La speranza di salvare l’olivicoltura del Salento dalla Xylella che l’ha colpita in questi anni e che non si riesce a debellare, potrebbe essere a portata di mano e cioè nelle piante di olivo selvatico che si trovano proprio nella zona rossa dell’olivicoltura salentina.
Questa affermazione è il frutto di un ricerca, partita da un’intuizione dell’imprenditore agricolo Giovanni Melcarne, che è stata condotta da Cnr (Ipsp di Bari e Ibbr di Perugia), Università di Bari e centro «Basile Caramia». Ad accendere l’interesse dei ricercatori, il ritrovamento in zone fortemente contaminate dal batterio, di 10 esemplari unici di olivastri asintomatici negli agri di Presicce, Ugento e Castrignano del Capo, risultati tutti negativi alle analisi per Xylella ripetute tre volte in un arco temporale di sei mesi. I dieci olivastri (o semenzali) sono stati intercettati dopo una perlustrazione capillare di «selvatici» e si trovano tutti vicino a ulivi risultati dalle analisi in laboratorio carichi di batterio.
I ricercatori sono rimasti, infatti, colpiti dalla completa immunità degli olivastri che non presentavano assolutamente il batterio della Xylella a differenza degli altri olivi e delle modalità di trasmissione della malattia, risultate particolarmente facili.
L’entusiasmo è dovuto anche al fatto che la ricerca sui semenzali locali potrebbe portare a provare e ad individuare fattori di resistenza, tolleranza o addirittura immunità a Xylella fastidiosa. La speranza è quella di trovare proprio fra gli ulivi salentini la soluzione «genetica» definitiva alla malattia, considerata ormai non più eradicabile in gran parte del Salento.
Da una prima analisi dei profili genetici dei 10 semenzali è emerso, oltre ad un'eccezionale variabilità genetica, il fatto che alcuni di essi sono «figli» delle cultivar locali Cellina di Nardò e Ogliarola Salentina. E da questa «progenie» si potrebbero preservare, tramite eventuali nuove varietà locali, alcune delle caratteristiche delle cultivar autoctone dominanti, oggi a rischio di estinzione nel Salento proprio per colpa del batterio.
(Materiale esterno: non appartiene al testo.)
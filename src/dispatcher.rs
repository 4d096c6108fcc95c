//! Provider dispatch.
//!
//! Providers are consulted in a fixed order and the first one whose match
//! step succeeds resolves the request.

use std::sync::Arc;

use tracing::{debug, info};

use crate::authenticator::Authenticators;
use crate::error::MappingError;
use crate::model::{ObjectContext, ProviderKind};
use crate::providers::{
    AccessLevelProvider, AuthenticatorProvider, CertServiceProvider, ObjectContextProvider,
    Provider, StaticUserProvider, SystemAuthProvider, TenantHeaderProvider,
};
use crate::repository::{SystemAuthService, TenantRepository};
use crate::request::{RequestBody, RequestData, fold_object_context};
use crate::scopes::ScopesGetter;
use crate::statics::{StaticGroupRepository, StaticUserRepository};
use crate::utils::redact;

/// Order in which providers are consulted. The certificate-service variants
/// must precede `CertService`, and `Authenticator` must precede `StaticUser`.
pub const REGISTRATION_ORDER: [ProviderKind; 6] = [
    ProviderKind::AccessLevel,
    ProviderKind::TenantHeader,
    ProviderKind::CertService,
    ProviderKind::Authenticator,
    ProviderKind::StaticUser,
    ProviderKind::SystemAuth,
];

/// Collaborators the providers are built from.
#[derive(Clone)]
pub struct Components {
    pub tenants: Arc<dyn TenantRepository>,
    pub system_auths: Arc<dyn SystemAuthService>,
    pub scopes: Arc<dyn ScopesGetter>,
    pub static_users: Arc<StaticUserRepository>,
    pub static_groups: Arc<StaticGroupRepository>,
    pub authenticators: Authenticators,
}

impl Components {
    fn build(&self, kind: ProviderKind) -> Provider {
        match kind {
            ProviderKind::AccessLevel => Provider::AccessLevel(AccessLevelProvider::new(
                self.tenants.clone(),
                self.scopes.clone(),
            )),
            ProviderKind::TenantHeader => Provider::TenantHeader(TenantHeaderProvider::new(
                self.tenants.clone(),
                self.scopes.clone(),
            )),
            ProviderKind::CertService => {
                Provider::CertService(CertServiceProvider::new(self.tenants.clone()))
            }
            ProviderKind::Authenticator => Provider::Authenticator(AuthenticatorProvider::new(
                self.authenticators.clone(),
                self.tenants.clone(),
            )),
            ProviderKind::StaticUser => Provider::StaticUser(StaticUserProvider::new(
                self.static_users.clone(),
                self.static_groups.clone(),
                self.authenticators.clone(),
                self.tenants.clone(),
            )),
            ProviderKind::SystemAuth => Provider::SystemAuth(SystemAuthProvider::new(
                self.system_auths.clone(),
                self.tenants.clone(),
                self.scopes.clone(),
            )),
        }
    }
}

pub struct Dispatcher {
    providers: Vec<Provider>,
}

impl Dispatcher {
    /// Dispatcher over an explicit provider list, consulted in the given order.
    pub fn new(providers: Vec<Provider>) -> Self {
        Self { providers }
    }

    /// Dispatcher with every provider registered in [`REGISTRATION_ORDER`].
    pub fn from_components(components: &Components) -> Self {
        let providers = REGISTRATION_ORDER
            .iter()
            .map(|kind| components.build(*kind))
            .collect();
        Self::new(providers)
    }

    pub fn provider_kinds(&self) -> Vec<ProviderKind> {
        self.providers.iter().map(|p| p.kind()).collect()
    }

    /// Resolve the object context of a request.
    ///
    /// A failing match step aborts dispatch: later providers are not tried.
    pub async fn dispatch(&self, data: &RequestData) -> Result<ObjectContext, MappingError> {
        for provider in &self.providers {
            let Some(details) = provider.match_request(data).await? else {
                continue;
            };

            debug!(
                "Provider {} matched request with auth flow {}",
                provider.kind(),
                details.auth_flow
            );
            let ctx = provider.object_context(data, &details).await?;
            info!(
                "Resolved {} consumer {} via {} [tenant={}]",
                ctx.consumer_type,
                redact(&ctx.consumer_id),
                ctx.provider,
                ctx.tenant.tenant_id
            );
            return Ok(ctx);
        }

        Err(MappingError::unauthorized("unable to determine auth identity"))
    }

    /// Dispatch and fold the resolved context into the request body.
    pub async fn hydrate(&self, data: RequestData) -> Result<RequestBody, MappingError> {
        let ctx = self.dispatch(&data).await?;
        Ok(fold_object_context(data.body, &ctx))
    }
}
Il salvataggio dell’olivicoltura del Salento viene ritenuta possibile dai ricercatori per due motivi: la quasi totalità delle attuali varietà mondiali di olivo deriva proprio dalla selezione operata dagli agricoltori per scopi produttivi e qualitativi, di semenzali spontanei e non da incroci controllati, questi ultimi solo recentemente avviati sull’olivo; e, inoltre, nel Salento vi sono numerosi esemplari selvatici, tutti geneticamente diversi e rappresentanti un'importante banca di geni e caratteri locali che potrà essere utilizzata per risolvere la situazione conseguente alla fitopatia.
La ricerca dovrebbe concludersi in breve tempo in quanto si è già provveduto a innestare le marze di questi 10 olivastri su piante infette di Ogliarola in campo, come lo è stato per le 250 cultivar nel progetto “Xylella quick tollerance test”, nonchè su semenzali infetti in ambiente controllato.